## Directions
Each line from the beginning of the data below through the line containing "mutated after loading." should be repeated exactly, please.

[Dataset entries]
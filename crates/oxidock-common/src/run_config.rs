//! Per-run configuration for the docking pipeline.
//! Reads oxidock.toml from the current directory or path in OXIDOCK_CONFIG env var.
//!
//! A `RunConfig` is constructed once per pipeline invocation and passed by
//! reference into the configuration builders and the orchestrator. It is
//! never mutated after loading.

use serde::{Deserialize, Serialize};
use std::path::{Path, PathBuf};

use crate::error::{OxidockError, Result};

#[derive(Debug, Clone, Serialize, Deserialize)]
pub struct RunConfig {
    pub paths: PathsConfig,
    pub tools: ToolsConfig,
    #[serde(default)]
    pub fixer: FixerConfig,
    #[serde(default)]
    pub ligand_prep: LigandPrepConfig,
    #[serde(default)]
    pub docking: DockingParams,
    #[serde(default)]
    pub execution: ExecutionConfig,
}

// ── Input and output paths ───────────────────────────────────────────────────

/// Resolved file-system paths for a run. All paths must be absolute.
#[derive(Debug, Clone, Serialize, Deserialize)]
pub struct PathsConfig {
    /// Apo receptor structure (PDB).
    pub receptor_pdb: PathBuf,
    /// Reference ligand (PDB) used solely to derive the docking search box.
    pub reference_ligand_pdb: PathBuf,
    /// Flat list of SMILES, one per line.
    pub smiles: PathBuf,
    /// Run-exclusive output directory, cleared and recreated at run start.
    pub output_dir: PathBuf,
}

// ── External tool entry points ───────────────────────────────────────────────

#[derive(Debug, Clone, Serialize, Deserialize)]
pub struct ToolsConfig {
    /// Interpreter the stage entry points run under.
    pub interpreter: PathBuf,
    /// Receptor-preparation entry point.
    pub target_preparator: PathBuf,
    /// Docking entry point.
    pub docker: PathBuf,
    /// Directory containing the vina binary.
    pub vina_binary_dir: PathBuf,
}

// ── Receptor fix-up toggles ──────────────────────────────────────────────────

/// Structure fix-up options, each independently toggleable.
#[derive(Debug, Clone, Serialize, Deserialize)]
pub struct FixerConfig {
    #[serde(default = "bool_true")]
    pub enabled: bool,
    #[serde(default = "bool_true")]
    pub standardize: bool,
    #[serde(default = "bool_true")]
    pub remove_heterogens: bool,
    #[serde(default = "bool_true")]
    pub fix_missing_heavy_atoms: bool,
    #[serde(default = "bool_true")]
    pub fix_missing_hydrogens: bool,
    #[serde(default)]
    pub fix_missing_loops: bool,
    #[serde(default)]
    pub add_water_box: bool,
}

fn bool_true() -> bool { true }

impl Default for FixerConfig {
    fn default() -> Self {
        Self {
            enabled: true,
            standardize: true,
            remove_heterogens: true,
            fix_missing_heavy_atoms: true,
            fix_missing_hydrogens: true,
            fix_missing_loops: false,
            add_water_box: false,
        }
    }
}

// ── Ligand embedding parameters ──────────────────────────────────────────────

#[derive(Debug, Clone, Serialize, Deserialize)]
pub struct LigandPrepConfig {
    #[serde(default = "bool_true")]
    pub add_hydrogens: bool,
    #[serde(default = "default_embedding_method")]
    pub embedding_method: String,
    #[serde(default = "default_max_iterations")]
    pub maximum_iterations: u32,
}

fn default_embedding_method() -> String { "UFF".to_string() }
fn default_max_iterations()   -> u32    { 300 }

impl Default for LigandPrepConfig {
    fn default() -> Self {
        Self {
            add_hydrogens: true,
            embedding_method: default_embedding_method(),
            maximum_iterations: default_max_iterations(),
        }
    }
}

// ── Docking parameters ───────────────────────────────────────────────────────

#[derive(Debug, Clone, Serialize, Deserialize)]
pub struct DockingParams {
    #[serde(default = "default_ph")]
    pub ph: f64,
    #[serde(default = "default_number_poses")]
    pub number_poses: u32,
    #[serde(default = "default_number_cores")]
    pub number_cores: u32,
    /// Fixed seed for reproducible docking runs.
    #[serde(default = "default_seed")]
    pub seed: u64,
    /// Explicit search box. When absent the box is read back from the
    /// receptor-preparation log.
    #[serde(default)]
    pub search_box: Option<BoxSpec>,
}

fn default_ph()           -> f64 { 7.4 }
fn default_number_poses() -> u32 { 10 }
fn default_number_cores() -> u32 { 32 }
fn default_seed()         -> u64 { 42 }

impl Default for DockingParams {
    fn default() -> Self {
        Self {
            ph: default_ph(),
            number_poses: default_number_poses(),
            number_cores: default_number_cores(),
            seed: default_seed(),
            search_box: None,
        }
    }
}

// ── Execution options ────────────────────────────────────────────────────────

#[derive(Debug, Clone, Serialize, Deserialize, Default)]
pub struct ExecutionConfig {
    /// Deadline per external stage, in seconds. Unset means no deadline:
    /// a hung tool blocks the run, matching the plain subprocess behaviour.
    #[serde(default)]
    pub stage_timeout_secs: Option<u64>,
}

// ── Search box ───────────────────────────────────────────────────────────────

/// A complete six-scalar search-space box (cavity definition).
#[derive(Debug, Clone, Copy, PartialEq, Serialize, Deserialize)]
pub struct SearchBox {
    pub center_x: f64,
    pub center_y: f64,
    pub center_z: f64,
    pub size_x: f64,
    pub size_y: f64,
    pub size_z: f64,
}

/// Config-facing box where each axis field may be given independently.
/// Resolution enforces that the box is specified either completely or not
/// at all; a partial box is a configuration error.
#[derive(Debug, Clone, Copy, Default, Serialize, Deserialize)]
pub struct BoxSpec {
    pub center_x: Option<f64>,
    pub center_y: Option<f64>,
    pub center_z: Option<f64>,
    pub size_x: Option<f64>,
    pub size_y: Option<f64>,
    pub size_z: Option<f64>,
}

impl BoxSpec {
    /// Resolve into a complete box. Returns Ok(None) when no field is set,
    /// an error when only some fields are set.
    pub fn resolve(&self) -> Result<Option<SearchBox>> {
        if let (Some(center_x), Some(center_y), Some(center_z), Some(size_x), Some(size_y), Some(size_z)) = (
            self.center_x,
            self.center_y,
            self.center_z,
            self.size_x,
            self.size_y,
            self.size_z,
        ) {
            return Ok(Some(SearchBox {
                center_x,
                center_y,
                center_z,
                size_x,
                size_y,
                size_z,
            }));
        }

        let fields = [
            ("search_box.center_x", self.center_x),
            ("search_box.center_y", self.center_y),
            ("search_box.center_z", self.center_z),
            ("search_box.size_x", self.size_x),
            ("search_box.size_y", self.size_y),
            ("search_box.size_z", self.size_z),
        ];

        if fields.iter().all(|(_, v)| v.is_none()) {
            return Ok(None);
        }

        let missing: Vec<&str> = fields
            .iter()
            .filter(|(_, v)| v.is_none())
            .map(|(name, _)| *name)
            .collect();
        Err(OxidockError::Configuration(format!(
            "search box is incomplete, missing: {}",
            missing.join(", ")
        )))
    }
}

// ── Loading ──────────────────────────────────────────────────────────────────

impl RunConfig {
    /// Load configuration from oxidock.toml.
    /// Checks OXIDOCK_CONFIG env var first, then current directory.
    pub fn load() -> anyhow::Result<Self> {
        let path = std::env::var("OXIDOCK_CONFIG")
            .unwrap_or_else(|_| "oxidock.toml".to_string());
        Self::load_from(Path::new(&path))
    }

    /// Load configuration from an explicit TOML file.
    pub fn load_from(path: &Path) -> anyhow::Result<Self> {
        if !path.exists() {
            anyhow::bail!(
                "Config file not found: {}\n\
                 Copy oxidock.example.toml to oxidock.toml and edit it.",
                path.display()
            );
        }

        let content = std::fs::read_to_string(path)?;
        let config: RunConfig = toml::from_str(&content)?;
        Ok(config)
    }
}

// ── Tests ─────────────────────────────────────────────────────────────────────

#[cfg(test)]
mod tests {
    use super::*;

    fn minimal_toml() -> &'static str {
        r#"
            [paths]
            receptor_pdb = "/data/input/Grp94.pdb"
            reference_ligand_pdb = "/data/input/ligand.pdb"
            smiles = "/data/input/smiles.txt"
            output_dir = "/data/output/Grp94"

            [tools]
            interpreter = "/envs/dockstream/bin/python"
            target_preparator = "/opt/DockStream/target_preparator.py"
            docker = "/opt/DockStream/docker.py"
            vina_binary_dir = "/opt/vina/bin"
        "#
    }

    #[test]
    fn test_minimal_config_uses_defaults() {
        let config: RunConfig = toml::from_str(minimal_toml()).unwrap();
        assert!(config.fixer.enabled);
        assert!(!config.fixer.fix_missing_loops);
        assert_eq!(config.ligand_prep.embedding_method, "UFF");
        assert_eq!(config.docking.number_poses, 10);
        assert_eq!(config.docking.seed, 42);
        assert!(config.docking.search_box.is_none());
        assert!(config.execution.stage_timeout_secs.is_none());
    }

    #[test]
    fn test_full_box_resolves() {
        let spec = BoxSpec {
            center_x: Some(17.8),
            center_y: Some(-19.3),
            center_z: Some(53.3),
            size_x: Some(17.0),
            size_y: Some(17.3),
            size_z: Some(18.0),
        };
        let resolved = spec.resolve().unwrap().unwrap();
        assert_eq!(resolved.center_y, -19.3);
        assert_eq!(resolved.size_z, 18.0);
    }

    #[test]
    fn test_empty_box_resolves_to_none() {
        let spec = BoxSpec::default();
        assert!(spec.resolve().unwrap().is_none());
    }

    #[test]
    fn test_partial_box_is_rejected() {
        let spec = BoxSpec {
            center_x: Some(17.8),
            center_y: Some(-19.3),
            ..Default::default()
        };
        let err = spec.resolve().unwrap_err();
        let msg = err.to_string();
        assert!(msg.contains("search_box.center_z"), "missing fields named: {msg}");
        assert!(msg.contains("search_box.size_x"));
    }

    #[test]
    fn test_load_from_missing_file_fails() {
        let err = RunConfig::load_from(Path::new("/nonexistent/oxidock.toml")).unwrap_err();
        assert!(err.to_string().contains("Config file not found"));
    }

    #[test]
    fn test_load_from_file_roundtrip() {
        let dir = tempfile::tempdir().unwrap();
        let path = dir.path().join("oxidock.toml");
        std::fs::write(&path, minimal_toml()).unwrap();

        let config = RunConfig::load_from(&path).unwrap();
        assert_eq!(
            config.paths.output_dir,
            PathBuf::from("/data/output/Grp94")
        );
        assert_eq!(
            config.tools.interpreter,
            PathBuf::from("/envs/dockstream/bin/python")
        );
    }
}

## Solution for this task
filename crates/oxidock-common/src/run_config.rs
//! Per-run configuration for the docking pipeline.
//! Reads oxidock.toml from the current directory or path in OXIDOCK_CONFIG env var.
//!
//! A `RunConfig` is constructed once per pipeline invocation and passed by
//! reference into the configuration builders and the orchestrator. It is
//! never mutated after loading.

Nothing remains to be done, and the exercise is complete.